Their day actually gets cranking near sunrise.
As a crew, they convene at a central location. Once in place, they began a brisk round of calisthenics. The routine regularly includes exercises designed to emphasize stretching and conditioning while simultaneously helping get the early day’s competitive juices flowing throughout the body.
Following a five-minute session, they gather at a line drawn in the shore serving as both a starting and finishing spot. They embark on a designated distance beachfront back-and-forth run that comes complete with a recommended finishing time. They start with a jog, step up the pace and finish with a sprint.
After catching a quick breather, they each grab hold of their personal orange-colored and oblong-shaped buoy and head toward the ocean. They battle the waves and fight the incoming current to complete a required distance swim. They must reach a certain destination usually indicated by a permanent marker and then turn right around and head back to shore. Again, the course is expected to be completed within a certain amount of time.
Then, and only then, do they regroup to receive the rest of their shift’s assignments. They are informed of that day’s perches for their watches. From there, hopefully, it’s a day of sitting around and doing absolutely nothing.
So it goes in the daily schedule of a beach lifeguard.
“Yes,’’ admitted Ron, unwilling to reveal his last name but receptive to taking a short break from his duty just to talk to a tourist, “it’s kind of a thankless job. We put in a lot of work even before the day begins for a lot of beachgoers and the swimmers hit the beach. I guess it makes them feel a little bit at ease knowing that we’re here and watching what goes on. “
Ron hopes that watching is all he does. He admits to being confronted about a number of issues. He’s often asked about the weather forecast, concerns over sunbathing, directions to some favorite restaurants and for his cell phone number. He’s been confronted over minor beachfront disputes between neighboring sunbathers, about the size of canopies that are and are not allowed on the beach, whether he prefers bottled water over flavored drinks and if spray-on or rub-on protective sunscreen is best for the body.

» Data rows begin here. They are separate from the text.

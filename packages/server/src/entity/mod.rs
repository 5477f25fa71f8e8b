pub mod admin;
pub mod answer;
pub mod participant;
pub mod participation;
pub mod round;
pub mod session;
pub mod tenant;
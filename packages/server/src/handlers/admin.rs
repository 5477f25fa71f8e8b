use axum::Json;
use axum::extract::State;
use axum::http::StatusCode;
use tracing::instrument;
use uuid::Uuid;

use crate::error::{AppError, ErrorBody};
use crate::extractors::auth::AuthUser;
use crate::extractors::request::{AppJson, AppPath};
use crate::models::admin::{AdminResponse, ResetPasswordRequest, UpdateAdminRequest};
use crate::models::shared::{validate_password, validate_username};
use crate::services::admin;
use crate::state::AppState;

#[utoipa::path(
    patch,
    path = "/{id}",
    tag = "Admins",
    operation_id = "updateAdmin",
    summary = "Rename an admin",
    params(("id" = Uuid, Path, description = "Admin ID")),
    request_body = UpdateAdminRequest,
    responses(
        (status = 200, description = "Admin updated", body = AdminResponse),
        (status = 400, description = "Validation error (VALIDATION_ERROR)", body = ErrorBody),
        (status = 403, description = "Forbidden (PERMISSION_DENIED)", body = ErrorBody),
        (status = 404, description = "Admin not found (NOT_FOUND)", body = ErrorBody),
        (status = 409, description = "Username taken (USERNAME_TAKEN)", body = ErrorBody),
    ),
    security(("jwt" = [])),
)]
#[instrument(skip(state, auth_user, payload), fields(id = %id))]
pub async fn update_admin(
    auth_user: AuthUser,
    State(state): State<AppState>,
    AppPath(id): AppPath<Uuid>,
    AppJson(payload): AppJson<UpdateAdminRequest>,
) -> Result<Json<AdminResponse>, AppError> {
    auth_user.require_super_admin()?;
    validate_username(&payload.username)?;

    let model = admin::rename_admin(&state.db, id, &payload.username).await?;
    Ok(Json(model.into()))
}

#[utoipa::path(
    put,
    path = "/{id}/password",
    tag = "Admins",
    operation_id = "resetAdminPassword",
    summary = "Set a new password for an admin",
    params(("id" = Uuid, Path, description = "Admin ID")),
    request_body = ResetPasswordRequest,
    responses(
        (status = 204, description = "Password reset"),
        (status = 400, description = "Validation error (VALIDATION_ERROR)", body = ErrorBody),
        (status = 403, description = "Forbidden (PERMISSION_DENIED)", body = ErrorBody),
        (status = 404, description = "Admin not found (NOT_FOUND)", body = ErrorBody),
    ),
    security(("jwt" = [])),
)]
#[instrument(skip(state, auth_user, payload), fields(id = %id))]
pub async fn reset_admin_password(
    auth_user: AuthUser,
    State(state): State<AppState>,
    AppPath(id): AppPath<Uuid>,
    AppJson(payload): AppJson<ResetPasswordRequest>,
) -> Result<StatusCode, AppError> {
    auth_user.require_super_admin()?;
    validate_password(&payload.password)?;

    admin::reset_password(&state.db, id, &payload.password).await?;
    Ok(StatusCode::NO_CONTENT)
}

#[utoipa::path(
    delete,
    path = "/{id}",
    tag = "Admins",
    operation_id = "deleteAdmin",
    summary = "Delete an admin",
    description = "Removes an admin account. Super admins cannot delete themselves.",
    params(("id" = Uuid, Path, description = "Admin ID")),
    responses(
        (status = 204, description = "Admin deleted"),
        (status = 403, description = "Forbidden (PERMISSION_DENIED)", body = ErrorBody),
        (status = 404, description = "Admin not found (NOT_FOUND)", body = ErrorBody),
        (status = 409, description = "Own account (CONFLICT)", body = ErrorBody),
    ),
    security(("jwt" = [])),
)]
#[instrument(skip(state, auth_user), fields(id = %id))]
pub async fn delete_admin(
    auth_user: AuthUser,
    State(state): State<AppState>,
    AppPath(id): AppPath<Uuid>,
) -> Result<StatusCode, AppError> {
    auth_user.require_super_admin()?;
    admin::delete_admin(&state.db, auth_user.subject_id, id).await?;
    Ok(StatusCode::NO_CONTENT)
}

To date, though, he has yet to experience a serious situation.
“We’ve had some folks feel like they have gotten too hot,’’ s Rob. “And I’ve seen some severe sunburn on some bodies that aren’t used to the kind of exposure they get out on the beach. Other than that, though, it’s been a kind of quiet summer. I hope it stays that way.”
That’s not to say that he is not prepared. All lifeguards are required to be adept swimmers and possess a healthy amount of medical-related knowledge in case they are needed to treat more serious injuries.
Naturally, from the perches on the white-colored stands that dot the Grand Strand, the lifeguards can keep constant watch on the ever-changing current conditions, swimmers that might wander too far from shore and are trained to detect anything whatsoever in the water that might even resemble an ocean life form patrolling the territory.
“I’ve never spotted a shark anywhere around here,’’ stressed Ron. “I hope I never do. A good day on the job means I never have to leave this chair.”